## REQUIRED WORK
Counting every line in the records below that holds "models", give the total and add nothing.

Saved data entries
-----

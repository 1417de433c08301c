use axum::{
    Extension, Json,
    extract::{Path, Query, State},
};
use serde::Deserialize;
use uuid::Uuid;

use plaza_db::Database;
use plaza_db::models::ProfileUpdate;
use plaza_types::api::{
    PostResponse, ProfileResponse, SetPrivacyRequest, UpdateProfileRequest, UserResponse,
    UserSummary,
};
use plaza_types::models::NotificationKind;

use crate::auth::{AppState, db_call};
use crate::error::{ApiError, require_text};
use crate::middleware::CurrentUser;
use crate::{Page, notify_all};

#[derive(Debug, Deserialize)]
pub struct UserQuery {
    pub q: Option<String>,
    #[serde(default = "default_limit")]
    pub limit: u32,
    #[serde(default)]
    pub offset: u32,
}

fn default_limit() -> u32 {
    20
}

/// Follower lists and posts of a private profile are for accepted followers.
fn ensure_profile_visible(db: &Database, viewer: Uuid, user: Uuid) -> Result<(), ApiError> {
    db.users().get_by_id(user)?;
    if !db.followers().can_view_profile(viewer, user)? {
        return Err(ApiError::Forbidden("this profile is private"));
    }
    Ok(())
}

pub async fn me(
    State(state): State<AppState>,
    Extension(current): Extension<CurrentUser>,
) -> Result<Json<UserResponse>, ApiError> {
    let user = db_call(&state, move |db| Ok(db.users().get_by_id(current.id)?)).await?;
    Ok(Json(user.into()))
}

pub async fn update_me(
    State(state): State<AppState>,
    Extension(current): Extension<CurrentUser>,
    Json(req): Json<UpdateProfileRequest>,
) -> Result<Json<UserResponse>, ApiError> {
    if let Some(first_name) = &req.first_name {
        require_text(first_name, "first_name")?;
    }
    if let Some(last_name) = &req.last_name {
        require_text(last_name, "last_name")?;
    }

    let update = ProfileUpdate {
        first_name: req.first_name.map(|s| s.trim().to_string()),
        last_name: req.last_name.map(|s| s.trim().to_string()),
        date_of_birth: req.date_of_birth,
        nickname: req.nickname,
        about_me: req.about_me,
        avatar: req.avatar,
    };
    let user = db_call(&state, move |db| Ok(db.users().update_profile(current.id, update)?)).await?;
    Ok(Json(user.into()))
}

/// Going public accepts every pending follow request; those followers are told.
pub async fn set_privacy(
    State(state): State<AppState>,
    Extension(current): Extension<CurrentUser>,
    Json(req): Json<SetPrivacyRequest>,
) -> Result<Json<UserResponse>, ApiError> {
    let me = current.id;
    let (user, accepted) = db_call(&state, move |db| {
        let accepted = db.users().set_privacy(me, req.is_private)?;
        Ok((db.users().get_by_id(me)?, accepted))
    })
    .await?;

    notify_all(
        &state,
        &accepted,
        NotificationKind::FollowAccepted,
        me,
        None,
        format!("{} accepted your follow request", user.first_name),
    )
    .await;

    Ok(Json(user.into()))
}

/// `?q=` searches by name, nickname or email prefix; without it, lists users.
pub async fn search(
    State(state): State<AppState>,
    Query(query): Query<UserQuery>,
) -> Result<Json<Vec<UserSummary>>, ApiError> {
    let users = db_call(&state, move |db| match query.q.as_deref().map(str::trim) {
        Some(q) if !q.is_empty() => Ok(db.users().search(q, query.limit)?),
        _ => Ok(db.users().list(query.limit, query.offset)?),
    })
    .await?;
    Ok(Json(users.into_iter().map(Into::into).collect()))
}

/// Private profiles only show their summary to non-followers.
pub async fn profile(
    State(state): State<AppState>,
    Extension(current): Extension<CurrentUser>,
    Path(user_id): Path<Uuid>,
) -> Result<Json<ProfileResponse>, ApiError> {
    let viewer = current.id;
    let profile = db_call(&state, move |db| {
        let user = db.users().get_by_id(user_id)?;
        let visible = db.followers().can_view_profile(viewer, user_id)?;
        let followers = db.followers().count_followers(user_id)?;
        let following = db.followers().count_following(user_id)?;
        let follow_status = db.followers().status(viewer, user_id)?;

        Ok(ProfileResponse {
            summary: user.brief().into(),
            is_private: user.is_private,
            profile: visible.then(|| user.into()),
            followers,
            following,
            follow_status,
        })
    })
    .await?;
    Ok(Json(profile))
}

pub async fn user_posts(
    State(state): State<AppState>,
    Extension(current): Extension<CurrentUser>,
    Path(user_id): Path<Uuid>,
    Query(page): Query<Page>,
) -> Result<Json<Vec<PostResponse>>, ApiError> {
    let viewer = current.id;
    let posts = db_call(&state, move |db| {
        ensure_profile_visible(db, viewer, user_id)?;
        Ok(db.posts().list_by_user(user_id, viewer, page.limit, page.offset)?)
    })
    .await?;
    Ok(Json(posts.into_iter().map(Into::into).collect()))
}

pub async fn followers(
    State(state): State<AppState>,
    Extension(current): Extension<CurrentUser>,
    Path(user_id): Path<Uuid>,
) -> Result<Json<Vec<UserSummary>>, ApiError> {
    let viewer = current.id;
    let users = db_call(&state, move |db| {
        ensure_profile_visible(db, viewer, user_id)?;
        Ok(db.followers().list_followers(user_id)?)
    })
    .await?;
    Ok(Json(users.into_iter().map(Into::into).collect()))
}

pub async fn following(
    State(state): State<AppState>,
    Extension(current): Extension<CurrentUser>,
    Path(user_id): Path<Uuid>,
) -> Result<Json<Vec<UserSummary>>, ApiError> {
    let viewer = current.id;
    let users = db_call(&state, move |db| {
        ensure_profile_visible(db, viewer, user_id)?;
        Ok(db.followers().list_following(user_id)?)
    })
    .await?;
    Ok(Json(users.into_iter().map(Into::into).collect()))
}

#[cfg(test)]
mod tests {
    use axum::http::{Method, StatusCode};
    use serde_json::json;

    use crate::test_support::TestApp;

    #[tokio::test]
    async fn register_login_and_fetch_me() {
        let app = TestApp::new();
        let alice = app.register("alice", false).await;

        let (status, body) = app
            .request(
                Method::POST,
                "/auth/login",
                None,
                Some(json!({ "email": "ALICE@example.com", "password": "correct horse" })),
            )
            .await;
        assert_eq!(status, StatusCode::OK);
        let token = body["token"].as_str().unwrap().to_string();
        assert_ne!(token, alice.token);

        let (status, me) = app.get("/users/me", &token).await;
        assert_eq!(status, StatusCode::OK);
        assert_eq!(me["first_name"], "alice");
        assert!(me.get("password").is_none());
    }

    #[tokio::test]
    async fn duplicate_email_and_bad_password_are_rejected() {
        let app = TestApp::new();
        app.register("alice", false).await;

        let (status, _) = app
            .request(
                Method::POST,
                "/auth/register",
                None,
                Some(json!({
                    "email": "alice@example.com",
                    "password": "another password",
                    "first_name": "Alice",
                    "last_name": "Again",
                    "date_of_birth": "1990-01-01",
                })),
            )
            .await;
        assert_eq!(status, StatusCode::CONFLICT);

        let (status, _) = app
            .request(
                Method::POST,
                "/auth/login",
                None,
                Some(json!({ "email": "alice@example.com", "password": "wrong password" })),
            )
            .await;
        assert_eq!(status, StatusCode::UNAUTHORIZED);
    }

    #[tokio::test]
    async fn logout_ends_the_session() {
        let app = TestApp::new();
        let alice = app.register("alice", false).await;

        let (status, _) = app.request(Method::POST, "/auth/logout", Some(&alice.token), None).await;
        assert_eq!(status, StatusCode::NO_CONTENT);

        let (status, _) = app.get("/users/me", &alice.token).await;
        assert_eq!(status, StatusCode::UNAUTHORIZED);
    }

    #[tokio::test]
    async fn private_profile_hides_details_from_strangers() {
        let app = TestApp::new();
        let alice = app.register("alice", false).await;
        let shy = app.register("shy", true).await;

        let (status, body) = app.get(&format!("/users/{}", shy.id), &alice.token).await;
        assert_eq!(status, StatusCode::OK);
        assert_eq!(body["is_private"], true);
        assert!(body["profile"].is_null());
        assert_eq!(body["summary"]["first_name"], "shy");

        let (status, _) = app.get(&format!("/users/{}/posts", shy.id), &alice.token).await;
        assert_eq!(status, StatusCode::FORBIDDEN);

        let (status, body) = app.get(&format!("/users/{}", shy.id), &shy.token).await;
        assert_eq!(status, StatusCode::OK);
        assert_eq!(body["profile"]["email"], "shy@example.com");
    }

    #[tokio::test]
    async fn update_profile_and_search() {
        let app = TestApp::new();
        let alice = app.register("alice", false).await;
        app.register("bob", false).await;

        let (status, body) = app
            .request(
                Method::PATCH,
                "/users/me",
                Some(&alice.token),
                Some(json!({ "nickname": "ally", "about_me": "hi" })),
            )
            .await;
        assert_eq!(status, StatusCode::OK);
        assert_eq!(body["nickname"], "ally");
        assert_eq!(body["first_name"], "alice");

        let (status, body) = app.get("/users?q=al", &alice.token).await;
        assert_eq!(status, StatusCode::OK);
        let results = body.as_array().unwrap();
        assert_eq!(results.len(), 1);
        assert_eq!(results[0]["nickname"], "ally");

        let (_, body) = app.get("/users", &alice.token).await;
        assert_eq!(body.as_array().unwrap().len(), 2);

        let (status, body) = app
            .request(
                Method::PATCH,
                "/users/me",
                Some(&alice.token),
                Some(json!({ "nickname": null })),
            )
            .await;
        assert_eq!(status, StatusCode::OK);
        assert!(body["nickname"].is_null());
        assert_eq!(body["about_me"], "hi");
    }

    #[tokio::test]
    async fn going_public_accepts_pending_requests() {
        let app = TestApp::new();
        let alice = app.register("alice", false).await;
        let bob = app.register("bob", false).await;
        let shy = app.register("shy", true).await;

        for fan in [&alice, &bob] {
            let (status, body) = app
                .post(&format!("/users/{}/follow", shy.id), &fan.token, json!({}))
                .await;
            assert_eq!(status, StatusCode::CREATED);
            assert_eq!(body["status"], "pending");
        }

        let (status, body) = app
            .request(
                Method::PUT,
                "/users/me/privacy",
                Some(&shy.token),
                Some(json!({ "is_private": false })),
            )
            .await;
        assert_eq!(status, StatusCode::OK);
        assert_eq!(body["is_private"], false);

        let (_, profile) = app.get(&format!("/users/{}", shy.id), &alice.token).await;
        assert_eq!(profile["follow_status"], "accepted");
        assert_eq!(profile["followers"], 2);

        for fan in [&alice, &bob] {
            let (_, notifications) = app.get("/notifications", &fan.token).await;
            assert_eq!(notifications[0]["kind"], "follow_accepted");
            assert_eq!(notifications[0]["actor_id"], shy.id.to_string());
        }
    }
}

-----

## SOLVED EXERCISE
2